We can’t do this journey alone. Doing this alone wears people down to the point of exhaustion or quitting. No one wins at that.
You are not alone in your hurt; you are not alone in your pain; you are not alone in your confusion. The people in your life WANT to help they just don’t know how. I know that we want people to:
- bring us food (as cooking is a creative process and it. is. hard. when life is hard)
- clean our bathroom (or any other room)
- take us for coffee and let us talk about it (or NOT talk about it).
- **Insert what YOU want
The reality is people don’t know what best to do to help and we don’t want to impose.

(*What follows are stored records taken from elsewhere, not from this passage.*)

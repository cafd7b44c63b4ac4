//! HTTP response mapping for engine errors.
//!
//! Wraps `inference_engine::EngineError` and converts it to the uniform
//! JSON error payload via `ErrorPayload`, with the status code chosen by
//! the error's category (admission -> 4xx, provider/unavailable -> 503,
//! fatal internal -> 500).

use axum::http::StatusCode;
use axum::response::{IntoResponse, Response};
use axum::Json;
use inference_engine::EngineError;
use serde_json::json;

pub struct GatewayError(pub EngineError);

impl From<EngineError> for GatewayError {
    fn from(err: EngineError) -> Self {
        GatewayError(err)
    }
}

impl IntoResponse for GatewayError {
    fn into_response(self) -> Response {
        let payload = inference_engine::ErrorPayload::from(&self.0);
        let status = match &self.0 {
            EngineError::BadRequest { .. } => StatusCode::BAD_REQUEST,
            _ => match payload.kind {
                "admission_error" => StatusCode::TOO_MANY_REQUESTS,
                "routing_error" => StatusCode::SERVICE_UNAVAILABLE,
                "provider_error" => StatusCode::BAD_GATEWAY,
                "pipeline_error" => StatusCode::UNPROCESSABLE_ENTITY,
                "cancellation" => StatusCode::REQUEST_TIMEOUT,
                _ => StatusCode::INTERNAL_SERVER_ERROR,
            },
        };

        let body = Json(json!({
            "error": {
                "code": payload.code,
                "type": payload.kind,
                "message": payload.message,
                "retryable": payload.retryable,
                "origin_node": payload.origin_node,
            }
        }));

        (status, body).into_response()
    }
}

#[cfg(test)]
mod tests {
    use super::*;
    use axum::response::IntoResponse;

    #[test]
    fn admission_errors_map_to_429() {
        let err = EngineError::QuotaExceeded { tenant_id: "t1".to_string() };
        let response = GatewayError::from(err).into_response();
        assert_eq!(response.status(), StatusCode::TOO_MANY_REQUESTS);
    }
}
#[cfg(test)]
mod tests {
    use super::*;
    use crate::circuit_breaker::CircuitBreakerConfig;
    use crate::error::ProviderError;
    use crate::models::{FinishReason, Message, Usage};
    use crate::providers::{Provider, ProviderCapabilities, ProviderHealth};
    use crate::quota::QuotaConfig;
    use crate::session_pool::SessionPoolConfig;
    use async_trait::async_trait;
    use chrono::Utc;
    use std::sync::atomic::{AtomicUsize, Ordering};

    struct FlakyProvider {
        id: String,
        caps: ProviderCapabilities,
        attempts: Arc<AtomicUsize>,
        fail_times: usize,
        fatal: bool,
    }

    #[async_trait]
    impl Provider for FlakyProvider {
        fn id(&self) -> &str {
            &self.id
        }
        fn name(&self) -> &str {
            "flaky"
        }
        fn capabilities(&self) -> &ProviderCapabilities {
            &self.caps
        }
        async fn infer(&self, request: &InferenceRequest) -> Result<InferenceResponse, ProviderError> {
            let n = self.attempts.fetch_add(1, Ordering::SeqCst);
            if n < self.fail_times {
                return Err(if self.fatal { ProviderError::InvalidApiKey } else { ProviderError::Timeout });
            }
            Ok(InferenceResponse {
                request_id: request.id,
                content: "hello".into(),
                model: request.model.clone(),
                usage: Usage::default(),
                duration_ms: 1,
                timestamp: Utc::now(),
                finish_reason: FinishReason::Stop,
                tool_calls: vec![],
                metadata: Default::default(),
            })
        }
        async fn infer_stream(
            &self,
            _request: &InferenceRequest,
        ) -> Result<BoxStream<'static, Result<StreamChunk, ProviderError>>, ProviderError> {
            unimplemented!()
        }
        async fn health(&self) -> ProviderHealth {
            ProviderHealth::up()
        }
    }

    async fn build_dispatcher(provider: Arc<dyn Provider>) -> Dispatcher {
        let registry = Arc::new(ProviderRegistry::new());
        registry.register(provider).await;
        let breakers = Arc::new(DashMap::new());
        let quota = Arc::new(QuotaManager::new(QuotaConfig::default(), None));
        let session_pool = Arc::new(SessionPool::new(SessionPoolConfig::default()));
        let metrics = Arc::new(MetricsRegistry::new());
        let pipeline = Arc::new(PluginPipeline::new(metrics.clone()));
        let router = Arc::new(Router::new(registry.clone(), breakers.clone()));
        let health = Arc::new(HealthTracker::default());
        let jobs = Arc::new(JobStore::new(Default::default()));

        Dispatcher::new(
            DispatcherConfig { max_attempts: 3, backoff_base: Duration::from_millis(1), backoff_max: Duration::from_millis(20), default_timeout: Duration::from_secs(5) },
            CircuitBreakerConfig::default(),
            registry,
            breakers,
            quota,
            session_pool,
            pipeline,
            router,
            health,
            metrics,
            jobs,
        )
    }

    fn request() -> InferenceRequest {
        InferenceRequest::new("t1", "m1", vec![Message::user("hi")])
    }

    #[tokio::test]
    async fn empty_messages_are_rejected_before_admission() {
        let provider = Arc::new(FlakyProvider { id: "p1".into(), caps: ProviderCapabilities::default(), attempts: Arc::new(AtomicUsize::new(0)), fail_times: 0, fatal: false });
        let dispatcher = build_dispatcher(provider).await;
        let mut req = request();
        req.messages.clear();
        let err = dispatcher.dispatch_sync(req).await.unwrap_err();
        assert!(matches!(err, EngineError::BadRequest { .. }));
    }

    #[tokio::test]
    async fn succeeds_on_first_attempt() {
        let provider = Arc::new(FlakyProvider { id: "p1".into(), caps: ProviderCapabilities::default(), attempts: Arc::new(AtomicUsize::new(0)), fail_times: 0, fatal: false });
        let dispatcher = build_dispatcher(provider).await;
        let response = dispatcher.dispatch_sync(request()).await.unwrap();
        assert_eq!(response.metadata.get("provider").unwrap(), "p1");
        assert_eq!(response.metadata.get("session_loaded").unwrap(), "true");
    }

    #[tokio::test]
    async fn retries_retryable_failure_then_succeeds() {
        let attempts = Arc::new(AtomicUsize::new(0));
        let provider = Arc::new(FlakyProvider { id: "p1".into(), caps: ProviderCapabilities::default(), attempts: attempts.clone(), fail_times: 1, fatal: false });
        let dispatcher = build_dispatcher(provider).await;
        let response = dispatcher.dispatch_sync(request()).await.unwrap();
        assert_eq!(response.content, "hello");
        assert_eq!(attempts.load(Ordering::SeqCst), 2);
    }

    #[tokio::test]
    async fn fatal_failure_surfaces_immediately_without_retry() {
        let attempts = Arc::new(AtomicUsize::new(0));
        let provider = Arc::new(FlakyProvider { id: "p1".into(), caps: ProviderCapabilities::default(), attempts: attempts.clone(), fail_times: 100, fatal: true });
        let dispatcher = build_dispatcher(provider).await;
        let err = dispatcher.dispatch_sync(request()).await.unwrap_err();
        assert!(matches!(err, EngineError::ProviderAuthFailed(_)));
        assert_eq!(attempts.load(Ordering::SeqCst), 1);
    }

    #[tokio::test]
    async fn exhausting_all_attempts_surfaces_all_providers_failed() {
        let provider = Arc::new(FlakyProvider { id: "p1".into(), caps: ProviderCapabilities::default(), attempts: Arc::new(AtomicUsize::new(0)), fail_times: 100, fatal: false });
        let dispatcher = build_dispatcher(provider).await;
        let err = dispatcher.dispatch_sync(request()).await.unwrap_err();
        assert!(matches!(err, EngineError::AllProvidersFailed { .. }));
    }

    #[tokio::test]
    async fn open_breaker_skips_candidate_and_fails_with_no_provider() {
        let provider = Arc::new(FlakyProvider { id: "p1".into(), caps: ProviderCapabilities::default(), attempts: Arc::new(AtomicUsize::new(0)), fail_times: 0, fatal: false });
        let dispatcher = build_dispatcher(provider).await;
        dispatcher.breaker_for("p1").force_open().await;
        let err = dispatcher.dispatch_sync(request()).await.unwrap_err();
        assert!(matches!(err, EngineError::AllProvidersFailed { .. }) || matches!(err, EngineError::NoProviderAvailable { .. }));
        assert_eq!(dispatcher.health.is_down("p1"), false);
    }

    #[tokio::test]
    async fn async_dispatch_completes_job() {
        let provider = Arc::new(FlakyProvider { id: "p1".into(), caps: ProviderCapabilities::default(), attempts: Arc::new(AtomicUsize::new(0)), fail_times: 0, fatal: false });
        let dispatcher = Arc::new(build_dispatcher(provider).await);
        let job_id = dispatcher.dispatch_async(request()).await;

        for _ in 0..50 {
            if dispatcher.jobs.get(&job_id).unwrap().status.is_terminal() {
                break;
            }
            tokio::time::sleep(Duration::from_millis(10)).await;
        }
        let snapshot = dispatcher.jobs.get(&job_id).unwrap();
        assert_eq!(snapshot.status, crate::jobs::JobStatus::Completed);
    }
}
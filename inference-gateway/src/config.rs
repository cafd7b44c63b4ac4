//! Gateway configuration: TOML file + `GATEWAY_`-prefixed environment
//! overrides, following the same load/override/validate pipeline the
//! teacher's config module used.

use std::collections::HashMap;
use std::env;
use std::path::Path;
use std::time::Duration;

use inference_engine::{CircuitBreakerConfig, DispatcherConfig, ProviderConfig, QuotaConfig, RoutingStrategy, SessionPoolConfig};
use serde::{Deserialize, Serialize};

pub fn parse_duration(s: &str) -> anyhow::Result<Duration> {
    inference_engine::common::duration_serde::parse_duration(s).map_err(|e| anyhow::anyhow!(e))
}

#[derive(Debug, Clone, Serialize, Deserialize)]
pub struct Config {
    #[serde(default)]
    pub server: ServerConfig,
    #[serde(default)]
    pub providers: HashMap<String, ProviderConfig>,
    #[serde(default)]
    pub routing: RoutingConfig,
    #[serde(default)]
    pub quota: QuotaConfig,
    #[serde(default)]
    pub rate_limiting: RateLimitingConfig,
    #[serde(default)]
    pub multitenancy: MultitenancyConfig,
    #[serde(default)]
    pub session_pool: SessionPoolConfig,
    #[serde(default)]
    pub breaker: CircuitBreakerConfig,
    #[serde(default)]
    pub dispatch: DispatcherConfig,
    #[serde(default)]
    pub plugins: Vec<PluginConfig>,
    #[serde(default)]
    pub logging: LoggingConfig,
    #[serde(default)]
    pub metrics: MetricsConfig,
    #[serde(default)]
    pub redis_url: Option<String>,
}

#[derive(Debug, Clone, Serialize, Deserialize)]
pub struct ServerConfig {
    pub host: String,
    pub port: u16,
    #[serde(with = "inference_engine::common::duration_serde")]
    pub timeout: Duration,
    pub max_body_size: usize,
    #[serde(default)]
    pub cors: CorsConfig,
}

impl Default for ServerConfig {
    fn default() -> Self {
        Self {
            host: "127.0.0.1".to_string(),
            port: 3000,
            timeout: Duration::from_secs(30),
            max_body_size: 10 * 1024 * 1024,
            cors: CorsConfig::default(),
        }
    }
}

#[derive(Debug, Clone, Serialize, Deserialize)]
pub struct CorsConfig {
    pub enabled: bool,
    pub allowed_origins: Vec<String>,
    pub allowed_methods: Vec<String>,
    pub allowed_headers: Vec<String>,
    pub max_age: u64,
}

impl Default for CorsConfig {
    fn default() -> Self {
        Self {
            enabled: false,
            allowed_origins: vec!["*".to_string()],
            allowed_methods: vec!["GET".to_string(), "POST".to_string()],
            allowed_headers: vec!["*".to_string()],
            max_age: 3600,
        }
    }
}

#[derive(Debug, Clone, Serialize, Deserialize)]
pub struct RoutingConfig {
    pub strategy: RoutingStrategy,
    #[serde(with = "inference_engine::common::duration_serde")]
    pub health_check_interval: Duration,
}

impl Default for RoutingConfig {
    fn default() -> Self {
        Self {
            strategy: RoutingStrategy::Priority,
            health_check_interval: Duration::from_secs(30),
        }
    }
}

#[derive(Debug, Clone, Serialize, Deserialize)]
pub struct RateLimitingConfig {
    pub enabled: bool,
    pub default_rps: f64,
}

impl Default for RateLimitingConfig {
    fn default() -> Self {
        Self { enabled: true, default_rps: 10.0 }
    }
}

#[derive(Debug, Clone, Serialize, Deserialize)]
pub struct MultitenancyConfig {
    pub enabled: bool,
}

impl Default for MultitenancyConfig {
    fn default() -> Self {
        Self { enabled: true }
    }
}

#[derive(Debug, Clone, Serialize, Deserialize)]
pub struct PluginConfig {
    pub name: String,
    pub enabled: bool,
    #[serde(default)]
    pub config: HashMap<String, serde_json::Value>,
}

#[derive(Debug, Clone, Serialize, Deserialize)]
pub struct LoggingConfig {
    pub level: String,
    pub format: LogFormat,
    pub output: LogOutput,
}

impl Default for LoggingConfig {
    fn default() -> Self {
        Self { level: "info".to_string(), format: LogFormat::Pretty, output: LogOutput::Stdout }
    }
}

#[derive(Debug, Clone, Serialize, Deserialize)]
#[serde(rename_all = "snake_case")]
pub enum LogFormat {
    Json,
    Pretty,
    Compact,
}

#[derive(Debug, Clone, Serialize, Deserialize)]
#[serde(rename_all = "snake_case")]
pub enum LogOutput {
    Stdout,
    File { path: String },
}

#[derive(Debug, Clone, Serialize, Deserialize)]
pub struct MetricsConfig {
    pub enabled: bool,
}

impl Default for MetricsConfig {
    fn default() -> Self {
        Self { enabled: true }
    }
}

impl Default for Config {
    fn default() -> Self {
        Self {
            server: ServerConfig::default(),
            providers: HashMap::new(),
            routing: RoutingConfig::default(),
            quota: QuotaConfig::default(),
            rate_limiting: RateLimitingConfig::default(),
            multitenancy: MultitenancyConfig::default(),
            session_pool: SessionPoolConfig { capacity: 128, idle_ttl: Duration::from_secs(300) },
            breaker: CircuitBreakerConfig::default(),
            dispatch: DispatcherConfig::default(),
            plugins: Vec::new(),
            logging: LoggingConfig::default(),
            metrics: MetricsConfig::default(),
            redis_url: None,
        }
    }
}

impl Config {
    pub fn load(path: impl AsRef<Path>) -> anyhow::Result<Self> {
        let path = path.as_ref();
        let mut config: Config = if path.exists() {
            let contents = std::fs::read_to_string(path)?;
            toml::from_str(&contents)?
        } else {
            Config::default()
        };
        config.apply_env_overrides()?;
        config.validate()?;
        Ok(config)
    }

    pub fn apply_env_overrides(&mut self) -> anyhow::Result<()> {
        if let Ok(host) = env::var("GATEWAY_HOST") {
            self.server.host = host;
        }
        if let Ok(port) = env::var("GATEWAY_PORT") {
            self.server.port = port.parse()?;
        }
        if let Ok(timeout) = env::var("GATEWAY_TIMEOUT") {
            self.server.timeout = parse_duration(&timeout)?;
        }
        if let Ok(redis_url) = env::var("GATEWAY_REDIS_URL") {
            self.redis_url = Some(redis_url);
        }
        if let Ok(level) = env::var("GATEWAY_LOG_LEVEL") {
            let valid = ["trace", "debug", "info", "warn", "error"];
            if !valid.contains(&level.as_str()) {
                return Err(anyhow::anyhow!("invalid GATEWAY_LOG_LEVEL: {level}"));
            }
            self.logging.level = level;
        }

        for (name, provider) in self.providers.iter_mut() {
            let env_prefix = name.to_uppercase();
            if let Ok(api_key) = env::var(format!("{env_prefix}_API_KEY")) {
                provider.secrets.insert("api_key".to_string(), api_key);
            }
            if let Ok(v) = env::var(format!("{env_prefix}_CB_FAILURE_THRESHOLD")) {
                provider.metadata.insert("cb_failure_threshold".to_string(), v);
            }
            if let Ok(v) = env::var(format!("{env_prefix}_CB_RECOVERY_TIMEOUT")) {
                provider.metadata.insert("cb_recovery_timeout".to_string(), v);
            }
            if let Ok(v) = env::var(format!("{env_prefix}_CB_REQUEST_TIMEOUT")) {
                provider.metadata.insert("cb_request_timeout".to_string(), v);
            }
        }

        Ok(())
    }

    pub fn validate(&self) -> anyhow::Result<()> {
        self.validate_server()?;
        self.validate_providers()?;
        self.validate_logging()?;
        self.validate_plugins()?;
        Ok(())
    }

    fn validate_server(&self) -> anyhow::Result<()> {
        if self.server.port == 0 {
            return Err(anyhow::anyhow!("server.port must be nonzero"));
        }
        if self.server.max_body_size == 0 {
            return Err(anyhow::anyhow!("server.max_body_size must be nonzero"));
        }
        Ok(())
    }

    fn validate_providers(&self) -> anyhow::Result<()> {
        for (name, provider) in &self.providers {
            if provider.enabled && provider.api_key().is_none() {
                let kind = provider.metadata.get("kind").map(String::as_str).unwrap_or("custom");
                if kind != "custom" {
                    return Err(anyhow::anyhow!("provider '{name}' is enabled but has no api_key"));
                }
            }
        }
        Ok(())
    }

    fn validate_logging(&self) -> anyhow::Result<()> {
        let valid = ["trace", "debug", "info", "warn", "error"];
        if !valid.contains(&self.logging.level.as_str()) {
            return Err(anyhow::anyhow!("invalid logging.level: {}", self.logging.level));
        }
        Ok(())
    }

    fn validate_plugins(&self) -> anyhow::Result<()> {
        for plugin in &self.plugins {
            if plugin.name.trim().is_empty() {
                return Err(anyhow::anyhow!("plugin name must not be empty"));
            }
        }
        Ok(())
    }
}

#[cfg(test)]
mod tests {
    use super::*;

    #[test]
    fn default_config_validates() {
        assert!(Config::default().validate().is_ok());
    }

    #[test]
    fn rejects_zero_port() {
        let mut config = Config::default();
        config.server.port = 0;
        assert!(config.validate().is_err());
    }

    #[test]
    fn rejects_zero_max_body_size() {
        let mut config = Config::default();
        config.server.max_body_size = 0;
        assert!(config.validate().is_err());
    }

    #[test]
    fn duration_parsing() {
        assert_eq!(parse_duration("30s").unwrap(), Duration::from_secs(30));
        assert_eq!(parse_duration("2h").unwrap(), Duration::from_secs(7200));
        assert!(parse_duration("").is_err());
        assert!(parse_duration("30x").is_err());
    }

    #[test]
    fn env_overrides_apply() {
        let mut config = Config::default();
        env::set_var("GATEWAY_HOST", "0.0.0.0");
        env::set_var("GATEWAY_PORT", "8080");
        env::set_var("GATEWAY_TIMEOUT", "60s");
        env::set_var("GATEWAY_LOG_LEVEL", "debug");

        config.apply_env_overrides().unwrap();

        assert_eq!(config.server.host, "0.0.0.0");
        assert_eq!(config.server.port, 8080);
        assert_eq!(config.server.timeout.as_secs(), 60);
        assert_eq!(config.logging.level, "debug");

        env::remove_var("GATEWAY_HOST");
        env::remove_var("GATEWAY_PORT");
        env::remove_var("GATEWAY_TIMEOUT");
        env::remove_var("GATEWAY_LOG_LEVEL");
    }

    #[test]
    fn loads_missing_file_as_default() {
        let config = Config::load("/nonexistent/path/config.toml").unwrap();
        assert_eq!(config.server.port, 3000);
    }
}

If you are a friend/family member of a foster parent that is struggling: show up and help; send a uber eats gift card; show up with gloves and bleach and ask what room needs it most- don’t accept NO for an answer; show up and sit on their couch and keep your mouth shut when they word vomit how hard things are- or when they refuse to talk about the herd of elephants in the room; pick their kids up and take them to see Frozen 2; XYZ. Help. We need it and may be too exhausted to ask for it.
If you are a foster parent that is struggling: extend grace to your friends and family that are not showing up as you hope. They want to, they just don’t know what to do. Send them a meme or article telling them what YOU need. LET THEM HELP when they show up.
I had a dear online friend post today that she was struggling with SAD. I don’t have anything to give in person, so I sent them a gift card for uber eats so they don’t have to leave the house to get food. It was fast, it was easy, and it makes a difference. It doesn’t take moving mountains to help. Sometimes it is just looking a person in the eyes and telling them that you see them.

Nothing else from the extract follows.